■ What to work on:
Reproduce exactly the lines below from the one containing "let args = Cli::parse();" through the one containing "state.prune_error();", including both, and nothing else.
▬▬▬▬▬▬▬▬▬▬
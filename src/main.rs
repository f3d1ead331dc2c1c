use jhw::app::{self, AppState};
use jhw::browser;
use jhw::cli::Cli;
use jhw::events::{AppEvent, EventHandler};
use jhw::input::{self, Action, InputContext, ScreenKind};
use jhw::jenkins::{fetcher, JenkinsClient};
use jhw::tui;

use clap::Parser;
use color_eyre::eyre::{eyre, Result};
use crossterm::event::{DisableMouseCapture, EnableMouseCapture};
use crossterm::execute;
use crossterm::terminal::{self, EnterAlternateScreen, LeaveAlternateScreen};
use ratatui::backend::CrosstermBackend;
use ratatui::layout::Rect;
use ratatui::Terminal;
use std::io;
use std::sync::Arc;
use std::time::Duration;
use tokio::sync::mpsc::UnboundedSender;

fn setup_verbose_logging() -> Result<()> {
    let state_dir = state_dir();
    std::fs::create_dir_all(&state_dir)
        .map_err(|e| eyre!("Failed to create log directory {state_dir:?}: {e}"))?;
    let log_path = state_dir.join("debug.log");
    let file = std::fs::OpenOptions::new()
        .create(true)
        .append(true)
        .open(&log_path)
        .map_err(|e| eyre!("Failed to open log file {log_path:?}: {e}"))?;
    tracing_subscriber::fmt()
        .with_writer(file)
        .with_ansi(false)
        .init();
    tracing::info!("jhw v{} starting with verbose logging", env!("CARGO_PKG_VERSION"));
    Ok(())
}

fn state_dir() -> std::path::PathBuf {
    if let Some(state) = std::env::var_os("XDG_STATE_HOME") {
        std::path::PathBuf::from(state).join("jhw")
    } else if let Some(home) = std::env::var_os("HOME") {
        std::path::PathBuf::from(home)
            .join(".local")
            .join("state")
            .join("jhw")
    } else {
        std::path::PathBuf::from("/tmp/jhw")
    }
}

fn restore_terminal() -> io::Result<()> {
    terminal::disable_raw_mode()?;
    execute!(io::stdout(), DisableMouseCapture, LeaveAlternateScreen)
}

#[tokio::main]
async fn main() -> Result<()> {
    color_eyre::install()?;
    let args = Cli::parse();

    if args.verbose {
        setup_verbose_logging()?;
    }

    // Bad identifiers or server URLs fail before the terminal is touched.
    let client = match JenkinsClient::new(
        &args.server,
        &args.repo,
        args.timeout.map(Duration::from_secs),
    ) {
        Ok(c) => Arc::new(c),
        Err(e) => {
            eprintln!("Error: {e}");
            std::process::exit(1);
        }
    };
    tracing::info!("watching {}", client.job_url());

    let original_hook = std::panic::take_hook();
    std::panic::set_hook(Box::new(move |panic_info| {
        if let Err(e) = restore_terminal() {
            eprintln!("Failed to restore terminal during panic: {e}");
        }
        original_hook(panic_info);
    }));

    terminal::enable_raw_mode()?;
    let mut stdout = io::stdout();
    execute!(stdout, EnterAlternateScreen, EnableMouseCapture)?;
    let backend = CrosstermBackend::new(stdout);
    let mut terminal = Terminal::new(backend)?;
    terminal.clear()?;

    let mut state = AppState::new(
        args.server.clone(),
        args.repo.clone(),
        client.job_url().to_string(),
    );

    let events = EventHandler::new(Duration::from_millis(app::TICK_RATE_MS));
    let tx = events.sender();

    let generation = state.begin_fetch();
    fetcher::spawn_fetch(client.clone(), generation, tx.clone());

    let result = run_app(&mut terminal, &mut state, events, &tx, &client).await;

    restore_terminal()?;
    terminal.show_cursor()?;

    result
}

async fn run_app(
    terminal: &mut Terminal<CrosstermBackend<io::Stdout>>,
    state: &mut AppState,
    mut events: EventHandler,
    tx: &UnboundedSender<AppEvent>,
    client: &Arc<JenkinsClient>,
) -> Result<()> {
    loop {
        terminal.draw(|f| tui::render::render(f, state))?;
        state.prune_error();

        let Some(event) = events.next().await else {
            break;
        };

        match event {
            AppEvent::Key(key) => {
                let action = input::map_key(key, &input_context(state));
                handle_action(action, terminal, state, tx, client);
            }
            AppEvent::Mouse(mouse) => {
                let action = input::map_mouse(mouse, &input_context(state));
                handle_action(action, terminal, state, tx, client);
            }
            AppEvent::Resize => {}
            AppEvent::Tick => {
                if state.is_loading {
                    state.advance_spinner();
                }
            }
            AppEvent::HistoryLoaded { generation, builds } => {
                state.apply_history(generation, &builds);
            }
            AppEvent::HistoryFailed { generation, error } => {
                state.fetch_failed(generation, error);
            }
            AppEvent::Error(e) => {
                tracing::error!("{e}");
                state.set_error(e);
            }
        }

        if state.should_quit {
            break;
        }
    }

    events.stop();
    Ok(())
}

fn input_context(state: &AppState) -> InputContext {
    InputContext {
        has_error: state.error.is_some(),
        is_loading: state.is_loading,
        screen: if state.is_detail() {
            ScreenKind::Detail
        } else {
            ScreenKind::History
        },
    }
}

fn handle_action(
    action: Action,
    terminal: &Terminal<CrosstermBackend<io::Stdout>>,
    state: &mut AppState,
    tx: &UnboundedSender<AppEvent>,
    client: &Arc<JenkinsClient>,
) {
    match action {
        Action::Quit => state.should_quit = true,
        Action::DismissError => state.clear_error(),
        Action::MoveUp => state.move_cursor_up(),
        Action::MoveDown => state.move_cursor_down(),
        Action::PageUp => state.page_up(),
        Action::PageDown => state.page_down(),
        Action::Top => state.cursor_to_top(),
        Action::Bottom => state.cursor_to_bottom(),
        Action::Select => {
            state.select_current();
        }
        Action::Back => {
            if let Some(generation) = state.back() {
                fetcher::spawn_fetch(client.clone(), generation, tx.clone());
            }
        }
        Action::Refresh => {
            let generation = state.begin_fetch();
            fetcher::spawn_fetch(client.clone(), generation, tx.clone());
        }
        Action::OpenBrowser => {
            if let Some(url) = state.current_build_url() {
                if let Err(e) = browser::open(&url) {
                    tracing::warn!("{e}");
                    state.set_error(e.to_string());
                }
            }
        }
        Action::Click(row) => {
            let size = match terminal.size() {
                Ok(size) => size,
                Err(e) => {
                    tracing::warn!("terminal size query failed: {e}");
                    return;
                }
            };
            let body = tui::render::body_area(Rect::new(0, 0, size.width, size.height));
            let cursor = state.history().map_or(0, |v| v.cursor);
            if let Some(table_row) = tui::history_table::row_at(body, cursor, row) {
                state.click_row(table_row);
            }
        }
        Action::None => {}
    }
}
▬▬▬▬▬▬▬▬▬▬
■ Answer below:
    let args = Cli::parse();

    if args.verbose {
        setup_verbose_logging()?;
    }

    // Bad identifiers or server URLs fail before the terminal is touched.
    let client = match JenkinsClient::new(
        &args.server,
        &args.repo,
        args.timeout.map(Duration::from_secs),
    ) {
        Ok(c) => Arc::new(c),
        Err(e) => {
            eprintln!("Error: {e}");
            std::process::exit(1);
        }
    };
    tracing::info!("watching {}", client.job_url());

    let original_hook = std::panic::take_hook();
    std::panic::set_hook(Box::new(move |panic_info| {
        if let Err(e) = restore_terminal() {
            eprintln!("Failed to restore terminal during panic: {e}");
        }
        original_hook(panic_info);
    }));

    terminal::enable_raw_mode()?;
    let mut stdout = io::stdout();
    execute!(stdout, EnterAlternateScreen, EnableMouseCapture)?;
    let backend = CrosstermBackend::new(stdout);
    let mut terminal = Terminal::new(backend)?;
    terminal.clear()?;

    let mut state = AppState::new(
        args.server.clone(),
        args.repo.clone(),
        client.job_url().to_string(),
    );

    let events = EventHandler::new(Duration::from_millis(app::TICK_RATE_MS));
    let tx = events.sender();

    let generation = state.begin_fetch();
    fetcher::spawn_fetch(client.clone(), generation, tx.clone());

    let result = run_app(&mut terminal, &mut state, events, &tx, &client).await;

    restore_terminal()?;
    terminal.show_cursor()?;

    result
}

async fn run_app(
    terminal: &mut Terminal<CrosstermBackend<io::Stdout>>,
    state: &mut AppState,
    mut events: EventHandler,
    tx: &UnboundedSender<AppEvent>,
    client: &Arc<JenkinsClient>,
) -> Result<()> {
    loop {
        terminal.draw(|f| tui::render::render(f, state))?;
        state.prune_error();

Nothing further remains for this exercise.